[Collected data]
#####

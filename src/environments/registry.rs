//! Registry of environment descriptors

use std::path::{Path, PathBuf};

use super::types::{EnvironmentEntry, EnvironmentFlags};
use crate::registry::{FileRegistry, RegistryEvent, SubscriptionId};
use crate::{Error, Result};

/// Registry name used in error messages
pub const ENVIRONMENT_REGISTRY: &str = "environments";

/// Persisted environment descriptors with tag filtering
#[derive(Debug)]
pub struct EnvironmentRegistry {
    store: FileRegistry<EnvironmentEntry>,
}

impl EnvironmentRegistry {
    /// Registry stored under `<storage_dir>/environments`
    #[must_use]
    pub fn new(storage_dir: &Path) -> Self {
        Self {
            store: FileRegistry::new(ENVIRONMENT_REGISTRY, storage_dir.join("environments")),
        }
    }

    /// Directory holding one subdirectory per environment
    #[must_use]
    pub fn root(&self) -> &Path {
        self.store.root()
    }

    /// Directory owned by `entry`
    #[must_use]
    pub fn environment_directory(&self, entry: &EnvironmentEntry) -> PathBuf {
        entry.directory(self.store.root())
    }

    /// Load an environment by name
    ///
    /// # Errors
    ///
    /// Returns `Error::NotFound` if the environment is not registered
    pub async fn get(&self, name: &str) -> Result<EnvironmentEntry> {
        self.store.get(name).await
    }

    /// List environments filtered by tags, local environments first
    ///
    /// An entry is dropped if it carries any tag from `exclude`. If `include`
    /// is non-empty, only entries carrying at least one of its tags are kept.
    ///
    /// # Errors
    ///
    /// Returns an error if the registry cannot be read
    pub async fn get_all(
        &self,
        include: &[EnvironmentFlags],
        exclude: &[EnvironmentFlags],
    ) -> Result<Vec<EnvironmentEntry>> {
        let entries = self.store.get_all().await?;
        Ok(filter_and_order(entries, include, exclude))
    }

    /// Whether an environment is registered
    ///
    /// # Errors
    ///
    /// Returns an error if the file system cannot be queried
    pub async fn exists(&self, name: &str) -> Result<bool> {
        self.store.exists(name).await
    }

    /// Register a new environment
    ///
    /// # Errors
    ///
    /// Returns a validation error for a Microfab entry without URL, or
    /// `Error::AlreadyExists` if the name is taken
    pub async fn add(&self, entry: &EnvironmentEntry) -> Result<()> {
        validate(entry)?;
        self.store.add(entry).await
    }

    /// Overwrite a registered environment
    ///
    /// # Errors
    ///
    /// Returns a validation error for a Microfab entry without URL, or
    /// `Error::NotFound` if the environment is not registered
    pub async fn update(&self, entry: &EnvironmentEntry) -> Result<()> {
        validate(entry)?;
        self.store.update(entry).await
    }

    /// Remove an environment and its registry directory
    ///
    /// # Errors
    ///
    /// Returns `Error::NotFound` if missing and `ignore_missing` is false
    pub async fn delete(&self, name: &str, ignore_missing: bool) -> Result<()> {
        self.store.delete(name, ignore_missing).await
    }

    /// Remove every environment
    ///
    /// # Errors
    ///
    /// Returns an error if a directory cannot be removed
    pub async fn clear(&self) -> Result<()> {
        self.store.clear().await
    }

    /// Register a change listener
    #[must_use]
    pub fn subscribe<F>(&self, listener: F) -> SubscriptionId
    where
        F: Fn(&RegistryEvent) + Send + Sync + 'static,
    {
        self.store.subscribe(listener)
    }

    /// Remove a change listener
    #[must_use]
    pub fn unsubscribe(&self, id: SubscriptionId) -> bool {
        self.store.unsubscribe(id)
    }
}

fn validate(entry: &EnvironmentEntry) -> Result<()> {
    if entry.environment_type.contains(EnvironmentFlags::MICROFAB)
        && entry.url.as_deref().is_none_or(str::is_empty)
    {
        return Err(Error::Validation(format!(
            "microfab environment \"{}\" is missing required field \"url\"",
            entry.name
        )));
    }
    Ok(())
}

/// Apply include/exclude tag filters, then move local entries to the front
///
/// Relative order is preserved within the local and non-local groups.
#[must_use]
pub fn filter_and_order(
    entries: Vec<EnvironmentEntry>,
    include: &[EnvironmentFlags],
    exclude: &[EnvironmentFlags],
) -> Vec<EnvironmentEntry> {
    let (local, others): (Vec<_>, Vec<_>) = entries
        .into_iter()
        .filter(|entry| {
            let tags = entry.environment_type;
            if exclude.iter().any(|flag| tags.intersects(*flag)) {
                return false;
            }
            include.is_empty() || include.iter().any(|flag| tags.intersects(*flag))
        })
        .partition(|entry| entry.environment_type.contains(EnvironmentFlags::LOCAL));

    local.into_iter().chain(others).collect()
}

#####

• ACTIVITY: The data above needs to be retyped in full, exactly as given.

• THE COMPLETED TASK:
filename src/environments/registry.rs
//! Registry of environment descriptors

use std::path::{Path, PathBuf};

use super::types::{EnvironmentEntry, EnvironmentFlags};
use crate::registry::{FileRegistry, RegistryEvent, SubscriptionId};
use crate::{Error, Result};

/// Registry name used in error messages
pub const ENVIRONMENT_REGISTRY: &str = "environments";

/// Persisted environment descriptors with tag filtering
#[derive(Debug)]
pub struct EnvironmentRegistry {
    store: FileRegistry<EnvironmentEntry>,
}

impl EnvironmentRegistry {
    /// Registry stored under `<storage_dir>/environments`
    #[must_use]
    pub fn new(storage_dir: &Path) -> Self {
        Self {
            store: FileRegistry::new(ENVIRONMENT_REGISTRY, storage_dir.join("environments")),
        }
    }

    /// Directory holding one subdirectory per environment
    #[must_use]
    pub fn root(&self) -> &Path {
        self.store.root()
    }

    /// Directory owned by `entry`
    #[must_use]
    pub fn environment_directory(&self, entry: &EnvironmentEntry) -> PathBuf {
        entry.directory(self.store.root())
    }

    /// Load an environment by name
    ///
    /// # Errors
    ///
    /// Returns `Error::NotFound` if the environment is not registered
    pub async fn get(&self, name: &str) -> Result<EnvironmentEntry> {
        self.store.get(name).await
    }

    /// List environments filtered by tags, local environments first
    ///
    /// An entry is dropped if it carries any tag from `exclude`. If `include`
    /// is non-empty, only entries carrying at least one of its tags are kept.
    ///
    /// # Errors
    ///
    /// Returns an error if the registry cannot be read
    pub async fn get_all(
        &self,
        include: &[EnvironmentFlags],
        exclude: &[EnvironmentFlags],
    ) -> Result<Vec<EnvironmentEntry>> {
        let entries = self.store.get_all().await?;
        Ok(filter_and_order(entries, include, exclude))
    }

    /// Whether an environment is registered
    ///
    /// # Errors
    ///
    /// Returns an error if the file system cannot be queried
    pub async fn exists(&self, name: &str) -> Result<bool> {
        self.store.exists(name).await
    }

    /// Register a new environment
    ///
    /// # Errors
    ///
    /// Returns a validation error for a Microfab entry without URL, or
    /// `Error::AlreadyExists` if the name is taken
    pub async fn add(&self, entry: &EnvironmentEntry) -> Result<()> {
        validate(entry)?;
        self.store.add(entry).await
    }

    /// Overwrite a registered environment
    ///
    /// # Errors
    ///
    /// Returns a validation error for a Microfab entry without URL, or
    /// `Error::NotFound` if the environment is not registered
    pub async fn update(&self, entry: &EnvironmentEntry) -> Result<()> {
        validate(entry)?;
        self.store.update(entry).await
    }

    /// Remove an environment and its registry directory
    ///
    /// # Errors
    ///
    /// Returns `Error::NotFound` if missing and `ignore_missing` is false
    pub async fn delete(&self, name: &str, ignore_missing: bool) -> Result<()> {
        self.store.delete(name, ignore_missing).await
    }

    /// Remove every environment
    ///
    /// # Errors
    ///
    /// Returns an error if a directory cannot be removed
    pub async fn clear(&self) -> Result<()> {
        self.store.clear().await
    }

    /// Register a change listener
    #[must_use]
    pub fn subscribe<F>(&self, listener: F) -> SubscriptionId
    where
        F: Fn(&RegistryEvent) + Send + Sync + 'static,
    {
        self.store.subscribe(listener)
    }

    /// Remove a change listener
    #[must_use]
    pub fn unsubscribe(&self, id: SubscriptionId) -> bool {
        self.store.unsubscribe(id)
    }
}

fn validate(entry: &EnvironmentEntry) -> Result<()> {
    if entry.environment_type.contains(EnvironmentFlags::MICROFAB)
        && entry.url.as_deref().is_none_or(str::is_empty)
    {
        return Err(Error::Validation(format!(
            "microfab environment \"{}\" is missing required field \"url\"",
            entry.name
        )));
    }
    Ok(())
}

/// Apply include/exclude tag filters, then move local entries to the front
///
/// Relative order is preserved within the local and non-local groups.
#[must_use]
pub fn filter_and_order(
    entries: Vec<EnvironmentEntry>,
    include: &[EnvironmentFlags],
    exclude: &[EnvironmentFlags],
) -> Vec<EnvironmentEntry> {
    let (local, others): (Vec<_>, Vec<_>) = entries
        .into_iter()
        .filter(|entry| {
            let tags = entry.environment_type;
            if exclude.iter().any(|flag| tags.intersects(*flag)) {
                return false;
            }
            include.is_empty() || include.iter().any(|flag| tags.intersects(*flag))
        })
        .partition(|entry| entry.environment_type.contains(EnvironmentFlags::LOCAL));

    local.into_iter().chain(others).collect()
}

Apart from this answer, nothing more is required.